YOUR INSTRUCTIONS
Copy out each line of the entries where the word "Deserialize" is present.

§

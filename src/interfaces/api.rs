//! Transport-agnostic request handlers
//!
//! Each handler returns a status code and a JSON body. Every failure is
//! rendered as `{"status": "error", "message": ...}`; a missing model is the
//! caller's problem (400), anything else is ours (500).

use crate::application::ForecastService;
use crate::domain::errors::ForecastError;
use serde::Deserialize;
use serde_json::{Value, json};
use std::sync::Arc;
use tracing::{error, info};

pub const DEFAULT_FORECAST_DAYS: usize = 7;

/// External market pages served by `market_links`: (name, url, description)
const MARKET_LINKS: [(&str, &str, &str); 5] = [
    (
        "NSE India",
        "https://www.nseindia.com/",
        "Official National Stock Exchange website",
    ),
    (
        "Money Control",
        "https://www.moneycontrol.com/india/stockpricequote/",
        "Comprehensive stock market information",
    ),
    (
        "Yahoo Finance",
        "https://finance.yahoo.com/quote/%5ENSEI/",
        "NIFTY 50 on Yahoo Finance",
    ),
    (
        "Trading View",
        "https://www.tradingview.com/symbols/NSE-NIFTY/",
        "Advanced charting and analysis",
    ),
    (
        "Investing.com",
        "https://in.investing.com/indices/s-p-cnx-nifty",
        "Real-time NIFTY data and news",
    ),
];

#[derive(Debug, Clone, Copy, PartialEq, Eq)]
pub enum HttpStatus {
    Ok,
    BadRequest,
    InternalServerError,
}

impl HttpStatus {
    pub fn code(&self) -> u16 {
        match self {
            HttpStatus::Ok => 200,
            HttpStatus::BadRequest => 400,
            HttpStatus::InternalServerError => 500,
        }
    }

    pub fn is_success(&self) -> bool {
        matches!(self, HttpStatus::Ok)
    }
}

#[derive(Debug, Clone, PartialEq)]
pub struct ApiResponse {
    pub status: HttpStatus,
    pub body: Value,
}

impl ApiResponse {
    fn ok(body: Value) -> Self {
        Self {
            status: HttpStatus::Ok,
            body,
        }
    }

    fn error(err: &ForecastError) -> Self {
        let status = if err.is_client_error() {
            HttpStatus::BadRequest
        } else {
            HttpStatus::InternalServerError
        };
        Self {
            status,
            body: json!({ "status": "error", "message": err.to_string() }),
        }
    }

    /// Error by status code or by an `"error"` status in the body
    pub fn is_error(&self) -> bool {
        !self.status.is_success() || self.body.get("status") == Some(&json!("error"))
    }
}

#[derive(Debug, Clone, Deserialize)]
pub struct PredictRequest {
    #[serde(default = "default_days")]
    pub days: usize,
}

fn default_days() -> usize {
    DEFAULT_FORECAST_DAYS
}

impl Default for PredictRequest {
    fn default() -> Self {
        Self {
            days: DEFAULT_FORECAST_DAYS,
        }
    }
}

#[derive(Clone)]
pub struct ForecastApi {
    service: Arc<ForecastService>,
}

impl ForecastApi {
    pub fn new(service: Arc<ForecastService>) -> Self {
        Self { service }
    }

    pub fn health(&self) -> ApiResponse {
        ApiResponse::ok(json!({
            "status": "healthy",
            "message": "Index forecasting API is running",
            "symbol": self.service.symbol(),
        }))
    }

    pub async fn train(&self) -> ApiResponse {
        info!("API: train");
        match self.service.train().await {
            Ok(report) => ApiResponse::ok(json!({
                "status": "success",
                "success": true,
                "message": "Model trained successfully",
                "performance": report.metrics,
                "data_points": report.data_points,
                "train_samples": report.train_samples,
                "validation_samples": report.validation_samples,
            })),
            Err(e) => {
                error!("API: training failed: {}", e);
                ApiResponse {
                    status: HttpStatus::InternalServerError,
                    body: json!({
                        "status": "error",
                        "success": false,
                        "message": format!("Training failed: {}", e),
                    }),
                }
            }
        }
    }

    pub async fn predict(&self, request: PredictRequest) -> ApiResponse {
        info!("API: predict {} days", request.days);
        match self.service.predict(request.days).await {
            Ok(forecast) => ApiResponse::ok(json!({
                "status": "success",
                "predictions": forecast.points,
                "current_price": forecast.current_price,
                "last_date": forecast.last_date,
            })),
            Err(e) => {
                error!("API: prediction failed: {}", e);
                ApiResponse::error(&e)
            }
        }
    }

    pub async fn model_info(&self) -> ApiResponse {
        match self.service.model_info().await {
            Ok(info) => ApiResponse::ok(json!({
                "status": "success",
                "model_loaded": true,
                "model_summary": info.summary,
                "sequence_length": info.window_len,
                "parameters": info.param_count,
                "trained_at": info.trained_at.to_rfc3339(),
                "performance": info.metrics,
            })),
            Err(ForecastError::ModelUnavailable) => ApiResponse::ok(json!({
                "status": "error",
                "message": "No model available",
                "model_loaded": false,
                "sequence_length": self.service.configured_window_len(),
            })),
            Err(e) => ApiResponse::error(&e),
        }
    }

    pub async fn historical(&self) -> ApiResponse {
        match self.service.historical().await {
            Ok(data) => ApiResponse::ok(json!({
                "status": "success",
                "symbol": data.symbol,
                "data": data.points,
                "indicators": data.indicators,
            })),
            Err(e) => {
                error!("API: historical data failed: {}", e);
                ApiResponse::error(&e)
            }
        }
    }

    pub fn market_links(&self) -> ApiResponse {
        let links: Vec<Value> = MARKET_LINKS
            .iter()
            .map(|(name, url, description)| {
                json!({ "name": name, "url": url, "description": description })
            })
            .collect();
        ApiResponse::ok(json!({ "status": "success", "links": links }))
    }
}

#[cfg(test)]
mod tests {
    use super::*;

    #[test]
    fn test_status_codes() {
        assert_eq!(HttpStatus::Ok.code(), 200);
        assert_eq!(HttpStatus::BadRequest.code(), 400);
        assert_eq!(HttpStatus::InternalServerError.code(), 500);
    }

    #[test]
    fn test_error_mapping() {
        let missing = ApiResponse::error(&ForecastError::ModelUnavailable);
        assert_eq!(missing.status, HttpStatus::BadRequest);
        assert_eq!(missing.body["status"], "error");

        let storage = ApiResponse::error(&ForecastError::Storage {
            reason: "disk full".to_string(),
        });
        assert_eq!(storage.status, HttpStatus::InternalServerError);
        assert!(storage.is_error());
    }

    #[test]
    fn test_predict_request_defaults_days() {
        let request: PredictRequest = serde_json::from_str("{}").unwrap();
        assert_eq!(request.days, 7);
        let request: PredictRequest = serde_json::from_str(r#"{"days": 3}"#).unwrap();
        assert_eq!(request.days, 3);
    }

    #[test]
    fn test_error_body_with_ok_status_is_error() {
        let response = ApiResponse::ok(json!({ "status": "error", "message": "No model available" }));
        assert!(response.is_error());
        assert!(!ApiResponse::ok(json!({ "status": "healthy" })).is_error());
    }
}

§

OUTPUT FOR THIS TASK
use serde::Deserialize;
#[derive(Debug, Clone, Deserialize)]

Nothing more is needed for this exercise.